### Listed entries

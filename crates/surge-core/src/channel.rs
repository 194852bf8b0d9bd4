//! Channel record and entity types.

use serde::{Deserialize, Serialize};

use crate::config::BalanceThresholds;
use crate::{Error, Result};

/// A channel as reported by the node on one fetch cycle.
///
/// Records are immutable once produced; the reconciler consumes them to
/// create or update long-lived [`Channel`] entities.
#[derive(Debug, Clone, PartialEq, Serialize, Deserialize)]
pub struct ChannelRecord {
    /// Channel identifier, stable across fetches.
    pub id: String,
    /// Balance on the remote side (satoshis).
    pub remote_balance: u64,
    /// Balance on the local side (satoshis).
    pub local_balance: u64,
    /// Total channel capacity (satoshis).
    pub capacity: u64,
    /// Whether the channel is currently active.
    pub active: bool,
    /// Channel uptime as a percentage (0-100).
    pub uptime_percent: f64,
    /// Hex-encoded public key of the remote peer.
    pub remote_pubkey: String,
}

impl ChannelRecord {
    /// Check this record against the domain invariants.
    ///
    /// Returns [`Error::InvalidRecord`] naming the first violated
    /// invariant. Invariants: non-empty id, combined balances within
    /// capacity, uptime within 0-100.
    pub fn validate(&self) -> Result<()> {
        if self.id.is_empty() {
            return Err(self.invalid("empty channel id"));
        }

        match self.local_balance.checked_add(self.remote_balance) {
            Some(total) if total <= self.capacity => {}
            _ => return Err(self.invalid("combined balances exceed capacity")),
        }

        if !(0.0..=100.0).contains(&self.uptime_percent) {
            return Err(self.invalid("uptime percent out of range"));
        }

        Ok(())
    }

    fn invalid(&self, reason: &str) -> Error {
        Error::InvalidRecord {
            id: if self.id.is_empty() {
                "<unknown>".to_string()
            } else {
                self.id.clone()
            },
            reason: reason.to_string(),
        }
    }
}

/// Categorical health of a channel's local balance.
#[derive(Debug, Clone, Copy, PartialEq, Eq, Serialize, Deserialize)]
pub enum BalanceLevel {
    /// Local balance below the low threshold.
    Bad,
    /// Local balance between the thresholds.
    Warn,
    /// Local balance at or above the high threshold.
    Good,
}

impl std::fmt::Display for BalanceLevel {
    fn fmt(&self, f: &mut std::fmt::Formatter<'_>) -> std::fmt::Result {
        match self {
            BalanceLevel::Bad => write!(f, "bad"),
            BalanceLevel::Warn => write!(f, "warn"),
            BalanceLevel::Good => write!(f, "good"),
        }
    }
}

/// Channel status as presented to consumers.
///
/// Inactive channels report [`ChannelStatus::Inactive`] regardless of
/// their balance level.
#[derive(Debug, Clone, Copy, PartialEq, Eq)]
pub enum ChannelStatus {
    /// The channel is not currently active.
    Inactive,
    /// Active with a bad balance level.
    Bad,
    /// Active with a warn balance level.
    Warn,
    /// Active with a good balance level.
    Good,
}

/// Long-lived local representation of a channel.
///
/// Created when an unseen id is reconciled, mutated in place on every
/// re-sight so references held by consumers stay stable, and removed when
/// the id vanishes from a batch.
#[derive(Debug, Clone, PartialEq, Serialize, Deserialize)]
pub struct Channel {
    /// Channel identifier.
    pub id: String,
    /// Balance on the remote side (satoshis).
    pub remote_balance: u64,
    /// Balance on the local side (satoshis).
    pub local_balance: u64,
    /// Total channel capacity (satoshis).
    pub capacity: u64,
    /// Whether the channel is currently active.
    pub active: bool,
    /// Channel uptime as a percentage (0-100).
    pub uptime_percent: f64,
    /// Hex-encoded public key of the remote peer.
    pub remote_pubkey: String,
    /// Local balance as a fraction of capacity (0.0-1.0).
    pub balance_percent: f64,
    /// Categorical level derived from `balance_percent`.
    pub balance_level: BalanceLevel,
}

impl Channel {
    /// Build a new channel from a validated record.
    pub fn from_record(record: ChannelRecord, thresholds: BalanceThresholds) -> Self {
        let balance_percent = balance_percent(record.local_balance, record.capacity);
        Self {
            id: record.id,
            remote_balance: record.remote_balance,
            local_balance: record.local_balance,
            capacity: record.capacity,
            active: record.active,
            uptime_percent: record.uptime_percent,
            remote_pubkey: record.remote_pubkey,
            balance_percent,
            balance_level: thresholds.level_for(balance_percent),
        }
    }

    /// Overwrite this channel's fields from a newer record.
    ///
    /// The derived `balance_percent` and `balance_level` are recomputed.
    /// The record must carry the same id as this channel.
    pub fn apply(&mut self, record: ChannelRecord, thresholds: BalanceThresholds) {
        debug_assert_eq!(self.id, record.id);
        self.remote_balance = record.remote_balance;
        self.local_balance = record.local_balance;
        self.capacity = record.capacity;
        self.active = record.active;
        self.uptime_percent = record.uptime_percent;
        self.remote_pubkey = record.remote_pubkey;
        self.balance_percent = balance_percent(self.local_balance, self.capacity);
        self.balance_level = thresholds.level_for(self.balance_percent);
    }

    /// Status combining activity and balance level.
    pub fn status(&self) -> ChannelStatus {
        if !self.active {
            return ChannelStatus::Inactive;
        }
        match self.balance_level {
            BalanceLevel::Bad => ChannelStatus::Bad,
            BalanceLevel::Warn => ChannelStatus::Warn,
            BalanceLevel::Good => ChannelStatus::Good,
        }
    }
}

/// Local balance as a fraction of capacity. Zero capacity maps to 0.0.
#[allow(clippy::cast_precision_loss)]
fn balance_percent(local_balance: u64, capacity: u64) -> f64 {
    if capacity == 0 {
        0.0
    } else {
        local_balance as f64 / capacity as f64
    }
}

### Task instructions
From top to bottom, reproduce the material exactly.

### Response
filename crates/surge-core/src/channel.rs
repository 194852bf8b0d9bd4
//! Channel record and entity types.

use serde::{Deserialize, Serialize};

use crate::config::BalanceThresholds;
use crate::{Error, Result};

/// A channel as reported by the node on one fetch cycle.
///
/// Records are immutable once produced; the reconciler consumes them to
/// create or update long-lived [`Channel`] entities.
#[derive(Debug, Clone, PartialEq, Serialize, Deserialize)]
pub struct ChannelRecord {
    /// Channel identifier, stable across fetches.
    pub id: String,
    /// Balance on the remote side (satoshis).
    pub remote_balance: u64,
    /// Balance on the local side (satoshis).
    pub local_balance: u64,
    /// Total channel capacity (satoshis).
    pub capacity: u64,
    /// Whether the channel is currently active.
    pub active: bool,
    /// Channel uptime as a percentage (0-100).
    pub uptime_percent: f64,
    /// Hex-encoded public key of the remote peer.
    pub remote_pubkey: String,
}

impl ChannelRecord {
    /// Check this record against the domain invariants.
    ///
    /// Returns [`Error::InvalidRecord`] naming the first violated
    /// invariant. Invariants: non-empty id, combined balances within
    /// capacity, uptime within 0-100.
    pub fn validate(&self) -> Result<()> {
        if self.id.is_empty() {
            return Err(self.invalid("empty channel id"));
        }

        match self.local_balance.checked_add(self.remote_balance) {
            Some(total) if total <= self.capacity => {}
            _ => return Err(self.invalid("combined balances exceed capacity")),
        }

        if !(0.0..=100.0).contains(&self.uptime_percent) {
            return Err(self.invalid("uptime percent out of range"));
        }

        Ok(())
    }

    fn invalid(&self, reason: &str) -> Error {
        Error::InvalidRecord {
            id: if self.id.is_empty() {
                "<unknown>".to_string()
            } else {
                self.id.clone()
            },
            reason: reason.to_string(),
        }
    }
}

/// Categorical health of a channel's local balance.
#[derive(Debug, Clone, Copy, PartialEq, Eq, Serialize, Deserialize)]
pub enum BalanceLevel {
    /// Local balance below the low threshold.
    Bad,
    /// Local balance between the thresholds.
    Warn,
    /// Local balance at or above the high threshold.
    Good,
}

impl std::fmt::Display for BalanceLevel {
    fn fmt(&self, f: &mut std::fmt::Formatter<'_>) -> std::fmt::Result {
        match self {
            BalanceLevel::Bad => write!(f, "bad"),
            BalanceLevel::Warn => write!(f, "warn"),
            BalanceLevel::Good => write!(f, "good"),
        }
    }
}

/// Channel status as presented to consumers.
///
/// Inactive channels report [`ChannelStatus::Inactive`] regardless of
/// their balance level.
#[derive(Debug, Clone, Copy, PartialEq, Eq)]
pub enum ChannelStatus {
    /// The channel is not currently active.
    Inactive,
    /// Active with a bad balance level.
    Bad,
    /// Active with a warn balance level.
    Warn,
    /// Active with a good balance level.
    Good,
}

/// Long-lived local representation of a channel.
///
/// Created when an unseen id is reconciled, mutated in place on every
/// re-sight so references held by consumers stay stable, and removed when
/// the id vanishes from a batch.
#[derive(Debug, Clone, PartialEq, Serialize, Deserialize)]
pub struct Channel {
    /// Channel identifier.
    pub id: String,
    /// Balance on the remote side (satoshis).
    pub remote_balance: u64,
    /// Balance on the local side (satoshis).
    pub local_balance: u64,
    /// Total channel capacity (satoshis).
    pub capacity: u64,
    /// Whether the channel is currently active.
    pub active: bool,
    /// Channel uptime as a percentage (0-100).
    pub uptime_percent: f64,
    /// Hex-encoded public key of the remote peer.
    pub remote_pubkey: String,
    /// Local balance as a fraction of capacity (0.0-1.0).
    pub balance_percent: f64,
    /// Categorical level derived from `balance_percent`.
    pub balance_level: BalanceLevel,
}

impl Channel {
    /// Build a new channel from a validated record.
    pub fn from_record(record: ChannelRecord, thresholds: BalanceThresholds) -> Self {
        let balance_percent = balance_percent(record.local_balance, record.capacity);
        Self {
            id: record.id,
            remote_balance: record.remote_balance,
            local_balance: record.local_balance,
            capacity: record.capacity,
            active: record.active,
            uptime_percent: record.uptime_percent,
            remote_pubkey: record.remote_pubkey,
            balance_percent,
            balance_level: thresholds.level_for(balance_percent),
        }
    }

    /// Overwrite this channel's fields from a newer record.
    ///
    /// The derived `balance_percent` and `balance_level` are recomputed.
    /// The record must carry the same id as this channel.
    pub fn apply(&mut self, record: ChannelRecord, thresholds: BalanceThresholds) {
        debug_assert_eq!(self.id, record.id);
        self.remote_balance = record.remote_balance;
        self.local_balance = record.local_balance;
        self.capacity = record.capacity;
        self.active = record.active;
        self.uptime_percent = record.uptime_percent;
        self.remote_pubkey = record.remote_pubkey;
        self.balance_percent = balance_percent(self.local_balance, self.capacity);
        self.balance_level = thresholds.level_for(self.balance_percent);
    }

    /// Status combining activity and balance level.
    pub fn status(&self) -> ChannelStatus {
        if !self.active {
            return ChannelStatus::Inactive;
        }
        match self.balance_level {
            BalanceLevel::Bad => ChannelStatus::Bad,
            BalanceLevel::Warn => ChannelStatus::Warn,
            BalanceLevel::Good => ChannelStatus::Good,
        }
    }
}

/// Local balance as a fraction of capacity. Zero capacity maps to 0.0.
#[allow(clippy::cast_precision_loss)]
fn balance_percent(local_balance: u64, capacity: u64) -> f64 {
    if capacity == 0 {
        0.0
    } else {
        local_balance as f64 / capacity as f64
    }
}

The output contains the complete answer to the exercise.